◆ Data to process
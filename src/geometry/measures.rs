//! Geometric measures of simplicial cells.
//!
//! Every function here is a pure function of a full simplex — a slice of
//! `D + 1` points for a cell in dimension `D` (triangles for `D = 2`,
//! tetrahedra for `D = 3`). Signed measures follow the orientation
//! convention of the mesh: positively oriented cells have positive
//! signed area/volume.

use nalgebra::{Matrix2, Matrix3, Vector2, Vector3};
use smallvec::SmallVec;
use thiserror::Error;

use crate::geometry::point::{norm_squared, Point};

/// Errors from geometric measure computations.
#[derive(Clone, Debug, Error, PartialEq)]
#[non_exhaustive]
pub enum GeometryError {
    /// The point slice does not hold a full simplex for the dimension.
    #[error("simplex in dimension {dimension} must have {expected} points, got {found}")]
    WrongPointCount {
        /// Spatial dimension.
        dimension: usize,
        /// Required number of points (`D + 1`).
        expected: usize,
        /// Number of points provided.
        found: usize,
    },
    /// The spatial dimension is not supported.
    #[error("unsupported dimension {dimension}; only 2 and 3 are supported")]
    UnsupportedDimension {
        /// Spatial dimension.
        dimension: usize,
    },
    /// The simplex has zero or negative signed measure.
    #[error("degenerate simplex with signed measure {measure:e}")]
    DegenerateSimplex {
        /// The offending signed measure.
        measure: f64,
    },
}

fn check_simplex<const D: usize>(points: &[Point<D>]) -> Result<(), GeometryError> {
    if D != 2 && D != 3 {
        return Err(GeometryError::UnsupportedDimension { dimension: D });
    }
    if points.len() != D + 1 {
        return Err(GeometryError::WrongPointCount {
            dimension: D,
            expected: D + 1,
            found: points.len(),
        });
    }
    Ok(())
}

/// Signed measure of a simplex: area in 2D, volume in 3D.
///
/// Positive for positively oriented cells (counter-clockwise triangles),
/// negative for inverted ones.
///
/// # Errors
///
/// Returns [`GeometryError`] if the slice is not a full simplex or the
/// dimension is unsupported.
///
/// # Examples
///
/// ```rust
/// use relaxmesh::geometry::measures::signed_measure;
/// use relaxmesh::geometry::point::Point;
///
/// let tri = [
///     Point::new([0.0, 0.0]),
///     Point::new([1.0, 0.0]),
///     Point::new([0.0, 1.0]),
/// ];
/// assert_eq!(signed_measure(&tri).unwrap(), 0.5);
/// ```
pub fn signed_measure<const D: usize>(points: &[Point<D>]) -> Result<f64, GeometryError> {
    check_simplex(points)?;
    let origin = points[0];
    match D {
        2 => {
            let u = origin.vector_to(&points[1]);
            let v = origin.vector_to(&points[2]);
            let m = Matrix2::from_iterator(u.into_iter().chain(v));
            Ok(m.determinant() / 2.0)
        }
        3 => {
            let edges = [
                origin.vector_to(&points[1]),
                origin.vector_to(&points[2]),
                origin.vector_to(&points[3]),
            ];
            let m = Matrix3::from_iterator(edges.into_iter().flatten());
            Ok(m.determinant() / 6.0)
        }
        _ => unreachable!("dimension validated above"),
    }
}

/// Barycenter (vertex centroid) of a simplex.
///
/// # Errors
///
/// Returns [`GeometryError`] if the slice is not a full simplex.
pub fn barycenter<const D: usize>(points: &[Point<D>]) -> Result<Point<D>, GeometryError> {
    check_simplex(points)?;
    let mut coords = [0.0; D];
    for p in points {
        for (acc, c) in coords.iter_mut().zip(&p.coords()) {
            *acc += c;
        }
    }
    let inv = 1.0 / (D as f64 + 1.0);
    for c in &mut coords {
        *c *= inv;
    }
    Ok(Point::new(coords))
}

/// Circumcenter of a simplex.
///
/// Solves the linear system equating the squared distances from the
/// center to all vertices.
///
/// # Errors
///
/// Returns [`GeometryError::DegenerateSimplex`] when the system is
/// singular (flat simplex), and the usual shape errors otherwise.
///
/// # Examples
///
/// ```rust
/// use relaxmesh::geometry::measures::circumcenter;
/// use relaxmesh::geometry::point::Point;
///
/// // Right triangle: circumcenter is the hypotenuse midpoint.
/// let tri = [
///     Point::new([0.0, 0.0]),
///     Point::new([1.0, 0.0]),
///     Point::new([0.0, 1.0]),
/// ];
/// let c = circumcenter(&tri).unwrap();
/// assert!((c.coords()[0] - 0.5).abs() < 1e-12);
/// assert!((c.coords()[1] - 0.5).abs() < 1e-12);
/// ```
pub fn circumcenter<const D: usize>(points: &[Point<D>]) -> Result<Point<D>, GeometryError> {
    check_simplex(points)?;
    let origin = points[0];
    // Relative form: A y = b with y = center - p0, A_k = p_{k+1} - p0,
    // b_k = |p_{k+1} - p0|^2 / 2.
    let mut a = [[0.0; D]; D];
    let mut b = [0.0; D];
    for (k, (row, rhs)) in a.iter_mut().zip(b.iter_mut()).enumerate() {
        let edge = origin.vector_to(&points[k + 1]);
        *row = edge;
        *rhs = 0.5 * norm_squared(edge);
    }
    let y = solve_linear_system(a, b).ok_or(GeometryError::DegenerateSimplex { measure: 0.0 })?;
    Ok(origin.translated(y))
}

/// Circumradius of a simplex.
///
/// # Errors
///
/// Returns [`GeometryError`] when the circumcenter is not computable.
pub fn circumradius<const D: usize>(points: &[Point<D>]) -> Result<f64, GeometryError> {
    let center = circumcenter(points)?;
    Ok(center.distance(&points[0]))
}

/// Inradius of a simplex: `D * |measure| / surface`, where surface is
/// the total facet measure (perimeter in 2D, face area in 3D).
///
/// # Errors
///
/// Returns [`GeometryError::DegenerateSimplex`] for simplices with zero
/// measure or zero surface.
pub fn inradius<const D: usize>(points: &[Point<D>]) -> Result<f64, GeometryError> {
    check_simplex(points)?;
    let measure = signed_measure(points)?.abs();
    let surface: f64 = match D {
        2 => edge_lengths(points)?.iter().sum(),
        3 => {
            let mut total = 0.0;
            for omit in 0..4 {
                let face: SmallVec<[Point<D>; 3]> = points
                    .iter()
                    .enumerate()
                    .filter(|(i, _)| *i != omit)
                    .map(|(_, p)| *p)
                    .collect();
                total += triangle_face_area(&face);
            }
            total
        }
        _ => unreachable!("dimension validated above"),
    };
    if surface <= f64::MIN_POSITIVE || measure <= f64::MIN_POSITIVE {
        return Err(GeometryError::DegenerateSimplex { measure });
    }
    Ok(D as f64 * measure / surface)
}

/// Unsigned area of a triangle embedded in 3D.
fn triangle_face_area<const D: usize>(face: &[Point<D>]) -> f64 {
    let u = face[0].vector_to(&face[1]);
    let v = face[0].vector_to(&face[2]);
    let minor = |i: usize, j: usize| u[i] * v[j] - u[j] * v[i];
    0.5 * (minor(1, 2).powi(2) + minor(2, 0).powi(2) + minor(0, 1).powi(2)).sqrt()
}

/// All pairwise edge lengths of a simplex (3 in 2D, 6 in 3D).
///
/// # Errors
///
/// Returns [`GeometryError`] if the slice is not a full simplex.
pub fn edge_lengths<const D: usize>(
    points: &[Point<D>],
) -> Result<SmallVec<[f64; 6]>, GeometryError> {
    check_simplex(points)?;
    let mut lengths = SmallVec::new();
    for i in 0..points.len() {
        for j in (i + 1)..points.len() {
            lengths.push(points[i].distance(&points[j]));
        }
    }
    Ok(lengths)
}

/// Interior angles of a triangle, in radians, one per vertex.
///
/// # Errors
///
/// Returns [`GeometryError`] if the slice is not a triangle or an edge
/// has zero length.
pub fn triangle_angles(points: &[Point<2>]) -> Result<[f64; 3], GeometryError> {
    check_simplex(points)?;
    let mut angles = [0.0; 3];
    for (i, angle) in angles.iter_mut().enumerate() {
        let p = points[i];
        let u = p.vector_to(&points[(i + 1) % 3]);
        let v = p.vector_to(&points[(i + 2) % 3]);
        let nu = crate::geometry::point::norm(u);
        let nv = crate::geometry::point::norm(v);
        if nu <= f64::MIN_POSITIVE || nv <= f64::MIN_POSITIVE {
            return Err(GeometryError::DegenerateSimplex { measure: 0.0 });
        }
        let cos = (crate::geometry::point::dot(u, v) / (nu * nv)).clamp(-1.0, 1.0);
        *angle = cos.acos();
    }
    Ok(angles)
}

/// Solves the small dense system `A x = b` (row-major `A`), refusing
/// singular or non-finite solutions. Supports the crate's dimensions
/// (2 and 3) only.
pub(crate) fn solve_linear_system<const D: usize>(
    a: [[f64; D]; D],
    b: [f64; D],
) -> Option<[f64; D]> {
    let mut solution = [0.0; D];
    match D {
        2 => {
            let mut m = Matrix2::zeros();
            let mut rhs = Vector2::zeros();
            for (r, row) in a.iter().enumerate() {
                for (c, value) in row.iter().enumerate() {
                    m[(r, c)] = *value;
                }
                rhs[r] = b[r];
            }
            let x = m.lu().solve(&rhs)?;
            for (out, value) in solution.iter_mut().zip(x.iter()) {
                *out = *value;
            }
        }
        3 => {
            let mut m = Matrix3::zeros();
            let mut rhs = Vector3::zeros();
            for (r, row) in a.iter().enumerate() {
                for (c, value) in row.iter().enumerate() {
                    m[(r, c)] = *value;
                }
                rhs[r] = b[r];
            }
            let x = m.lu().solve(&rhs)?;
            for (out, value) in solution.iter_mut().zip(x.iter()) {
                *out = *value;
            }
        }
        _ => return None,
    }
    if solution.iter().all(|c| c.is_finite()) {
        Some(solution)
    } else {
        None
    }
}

◆ Task
Please filter the data down to the lines containing the word "found".

◆ Result of this exercise
    #[error("simplex in dimension {dimension} must have {expected} points, got {found}")]
        found: usize,
            found: points.len(),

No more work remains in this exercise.